(EXERCISE DIRECTIONS):
The lines to copy are those with "council" in them. Pull each one from the entries below.

(Stored data entries)
§ §
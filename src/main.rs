//! # BVV Harness CLI (`bvv`)
//!
//! The `bvv` binary drives the filing pipeline end to end.
//!
//! ## Usage
//!
//! ```bash
//! bvv --config ./config/bvv.toml <command>
//! ```
//!
//! ## Commands
//!
//! | Command | Description |
//! |---------|-------------|
//! | `bvv extract <pdf>` | Extract a council PDF into a JSON record |
//! | `bvv ingest <input>` | Sanitize, embed, and upsert JSON records |
//! | `bvv search "<query>"` | Search stored filings |
//!
//! ## Examples
//!
//! ```bash
//! # Extract a PDF, overriding the guessed type
//! bvv extract drucksache_1234.pdf --tabelle antraege --out ./records
//!
//! # Ingest a directory of records without writing to the store
//! bvv ingest ./records --dry-run
//!
//! # Semantic search with a date window
//! bvv search "Radwege Sanierung" --von 2024-01-01 --bis 2024-12-31
//!
//! # Keyword search instead of vectors
//! bvv search "Drucksache 1234" --mode keyword
//! ```

use clap::{Parser, Subcommand};
use std::path::PathBuf;

use bvv_harness::{config, extract, ingest, search};

/// BVV Harness — ingestion and semantic search for district council filings.
///
/// All commands accept a `--config` flag pointing to a TOML configuration
/// file. Missing file means built-in defaults.
#[derive(Parser)]
#[command(
    name = "bvv",
    about = "BVV Harness — ingestion and semantic search for district council filings",
    version
)]
struct Cli {
    /// Path to configuration file (TOML).
    #[arg(long, global = true, default_value = "./config/bvv.toml")]
    config: PathBuf,

    #[command(subcommand)]
    command: Commands,
}

#[derive(Subcommand)]
enum Commands {
    /// Extract a council PDF into a JSON record.
    ///
    /// Guesses Drucksache number, document type, title, and date from the
    /// page text. Any guess can be overridden with a flag. Exits 2 when
    /// the PDF has no extractable text, 3 when the record stays invalid.
    Extract {
        /// Path to the PDF file.
        pdf: PathBuf,

        /// Output directory for the JSON record.
        #[arg(long, default_value = "./records")]
        out: PathBuf,

        /// Override the guessed title.
        #[arg(long)]
        titel: Option<String>,

        /// Override the guessed date (YYYY-MM-DD).
        #[arg(long)]
        datum: Option<String>,

        /// Override the guessed Drucksache number.
        #[arg(long)]
        drucksache: Option<String>,

        /// Override the guessed destination table
        /// (antraege, anfragen_klein, anfragen_gross, anfragen_muendlich).
        #[arg(long)]
        tabelle: Option<String>,

        /// Processing status (defaults to "eingereicht").
        #[arg(long)]
        status: Option<String>,

        /// Submitting Fraktion.
        #[arg(long)]
        fraktion: Option<String>,

        /// Public URL of the source PDF.
        #[arg(long)]
        pdf_url: Option<String>,
    },

    /// Sanitize, validate, embed, and upsert JSON records.
    ///
    /// Accepts a single file, a directory (its `*.json` files), or a glob
    /// pattern. Files that fail a stage are skipped with a reason; the
    /// batch always runs to completion and exits 0.
    Ingest {
        /// Record file, directory, or glob pattern.
        input: String,

        /// Run every stage through embedding but write nothing to the store.
        #[arg(long)]
        dry_run: bool,

        /// Maximum number of files to process.
        #[arg(long)]
        limit: Option<usize>,
    },

    /// Search stored filings.
    Search {
        /// The search query string.
        query: String,

        /// Search mode: `semantic` (vector RPC) or `keyword` (view select).
        #[arg(long, default_value = "semantic")]
        mode: String,

        /// Filter by document type (antrag, anfrage_klein, anfrage_gross,
        /// anfrage_muendlich).
        #[arg(long)]
        typ: Option<String>,

        /// Only documents dated on or after this date (YYYY-MM-DD).
        #[arg(long)]
        von: Option<String>,

        /// Only documents dated on or before this date (YYYY-MM-DD).
        #[arg(long)]
        bis: Option<String>,

        /// Maximum number of results to return.
        #[arg(long)]
        limit: Option<i64>,

        /// Include unpublished documents in the results.
        #[arg(long)]
        include_unpublished: bool,
    },
}

#[tokio::main]
async fn main() -> anyhow::Result<()> {
    // A missing required argument exits 1; other usage errors keep
    // clap's default handling.
    let cli = match Cli::try_parse() {
        Ok(cli) => cli,
        Err(err) => {
            if err.kind() == clap::error::ErrorKind::MissingRequiredArgument {
                let _ = err.print();
                std::process::exit(1);
            }
            err.exit()
        }
    };
    let cfg = config::load_config(&cli.config)?;

    match cli.command {
        Commands::Extract {
            pdf,
            out,
            titel,
            datum,
            drucksache,
            tabelle,
            status,
            fraktion,
            pdf_url,
        } => {
            let overrides = extract::FieldOverrides {
                titel,
                datum,
                drucksache,
                tabelle,
                status,
                fraktion,
                pdf_url,
            };
            let code = extract::run_extract(&cfg, &pdf, &out, &overrides)?;
            if code != 0 {
                std::process::exit(code);
            }
        }
        Commands::Ingest {
            input,
            dry_run,
            limit,
        } => {
            ingest::run_ingest(&cfg, &input, dry_run, limit).await?;
        }
        Commands::Search {
            query,
            mode,
            typ,
            von,
            bis,
            limit,
            include_unpublished,
        } => {
            search::run_search(&cfg, &query, &mode, typ, von, bis, limit, include_unpublished)
                .await?;
        }
    }

    Ok(())
}
//! Batch ingestion pipeline: JSON records in, embedded store rows out.
//!
//! Each input file walks a fixed sequence of stages: read, parse (with one
//! repair attempt for broken control characters), field check, sanitize,
//! hash, embed, then table and identity resolution, and finally the two
//! upserts (destination table + embeddings mirror). A failure at any stage
//! skips that file with a reason; it never aborts the batch. The run exits
//! zero even when every file was skipped — the summary line and journal
//! carry the outcome.

use anyhow::{bail, Context, Result};
use globset::Glob;
use sha2::{Digest, Sha256};
use std::path::{Path, PathBuf};
use thiserror::Error;

use crate::config::Config;
use crate::embedding;
use crate::journal::{Journal, Tag};
use crate::models::{DocTable, Vorgang};
use crate::sanitize;
use crate::store::{KeyRole, Store};
use crate::validate;

/// Why a file was dropped from the batch. One variant per pipeline stage
/// that can fail.
#[derive(Debug, Error)]
pub enum SkipReason {
    #[error("unreadable: {0}")]
    Unreadable(String),
    #[error("malformed JSON: {0}")]
    Malformed(String),
    #[error("missing required fields: {0}")]
    MissingFields(String),
    #[error("validation failed: {0}")]
    Validation(String),
    #[error("embedding failed: {0}")]
    Embedding(String),
    #[error("store write failed: {0}")]
    Store(String),
}

/// Hex SHA-256 over title and content, concatenated without a separator.
/// Used as a change indicator for re-embedding decisions downstream.
pub fn content_hash(titel: &str, inhalt: &str) -> String {
    let mut hasher = Sha256::new();
    hasher.update(titel.as_bytes());
    hasher.update(inhalt.as_bytes());
    format!("{:x}", hasher.finalize())
}

/// Resolve an input argument to a sorted list of JSON files: a single
/// file, a directory (its `*.json` entries), or a glob pattern.
pub fn collect_inputs(input: &str) -> Result<Vec<PathBuf>> {
    let path = Path::new(input);
    if path.is_file() {
        return Ok(vec![path.to_path_buf()]);
    }
    if path.is_dir() {
        let mut files: Vec<PathBuf> = std::fs::read_dir(path)
            .with_context(|| format!("failed to read directory {}", path.display()))?
            .filter_map(|e| e.ok())
            .map(|e| e.path())
            .filter(|p| {
                p.is_file() && p.extension().and_then(|e| e.to_str()) == Some("json")
            })
            .collect();
        files.sort();
        return Ok(files);
    }
    if input.contains('*') || input.contains('?') || input.contains('[') {
        let matcher = Glob::new(input)
            .with_context(|| format!("invalid glob pattern: {}", input))?
            .compile_matcher();
        let root = glob_root(input);
        let mut files: Vec<PathBuf> = std::fs::read_dir(&root)
            .with_context(|| format!("failed to read directory {}", root.display()))?
            .filter_map(|e| e.ok())
            .map(|e| e.path())
            .filter(|p| p.is_file() && matcher.is_match(p))
            .collect();
        files.sort();
        return Ok(files);
    }
    bail!("input not found: {}", input)
}

/// Directory portion of a glob pattern, up to the first wildcard segment.
fn glob_root(pattern: &str) -> PathBuf {
    let mut root = PathBuf::new();
    for part in Path::new(pattern).iter() {
        let s = part.to_string_lossy();
        if s.contains('*') || s.contains('?') || s.contains('[') {
            break;
        }
        root.push(part);
    }
    if root.as_os_str().is_empty() {
        root.push(".");
    }
    root
}

#[derive(Debug, Default)]
struct Counters {
    updated: usize,
    skipped: usize,
}

/// Run the batch over `input`. `dry_run` performs everything up to and
/// including embedding but writes nothing to the store.
pub async fn run_ingest(
    cfg: &Config,
    input: &str,
    dry_run: bool,
    limit: Option<usize>,
) -> Result<()> {
    let mut files = collect_inputs(input)?;
    if let Some(n) = limit {
        files.truncate(n);
    }
    if files.is_empty() {
        println!("No input files matched {}", input);
        return Ok(());
    }

    let journal = if cfg.ingest.journal_path.as_os_str().is_empty() {
        Journal::disabled()
    } else {
        Journal::new(Some(&cfg.ingest.journal_path))
    };
    let store = if dry_run {
        None
    } else {
        Some(Store::new(&cfg.store, KeyRole::Service)?)
    };

    journal.log(
        Tag::Info,
        &format!("starting batch: {} file(s) from {}", files.len(), input),
    );

    let mut counters = Counters::default();
    for file in &files {
        match process_file(cfg, store.as_ref(), &journal, file, dry_run).await {
            Ok(id) => {
                counters.updated += 1;
                let verb = if dry_run { "would update" } else { "updated" };
                println!("{} {} ({})", verb, file.display(), id);
                journal.log(Tag::Ok, &format!("{} {} ({})", verb, file.display(), id));
            }
            Err(reason) => {
                counters.skipped += 1;
                println!("skip {}: {}", file.display(), reason);
                journal.log(Tag::Skip, &format!("{}: {}", file.display(), reason));
            }
        }
    }

    let summary = format!("{} updated, {} skipped", counters.updated, counters.skipped);
    println!("{}", summary);
    journal.log(Tag::Info, &format!("batch done: {}", summary));
    Ok(())
}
§ §
(REPLY TO THE EXERCISE):
//! | `bvv extract <pdf>` | Extract a council PDF into a JSON record |
/// BVV Harness — ingestion and semantic search for district council filings.
    about = "BVV Harness — ingestion and semantic search for district council filings",
    /// Extract a council PDF into a JSON record.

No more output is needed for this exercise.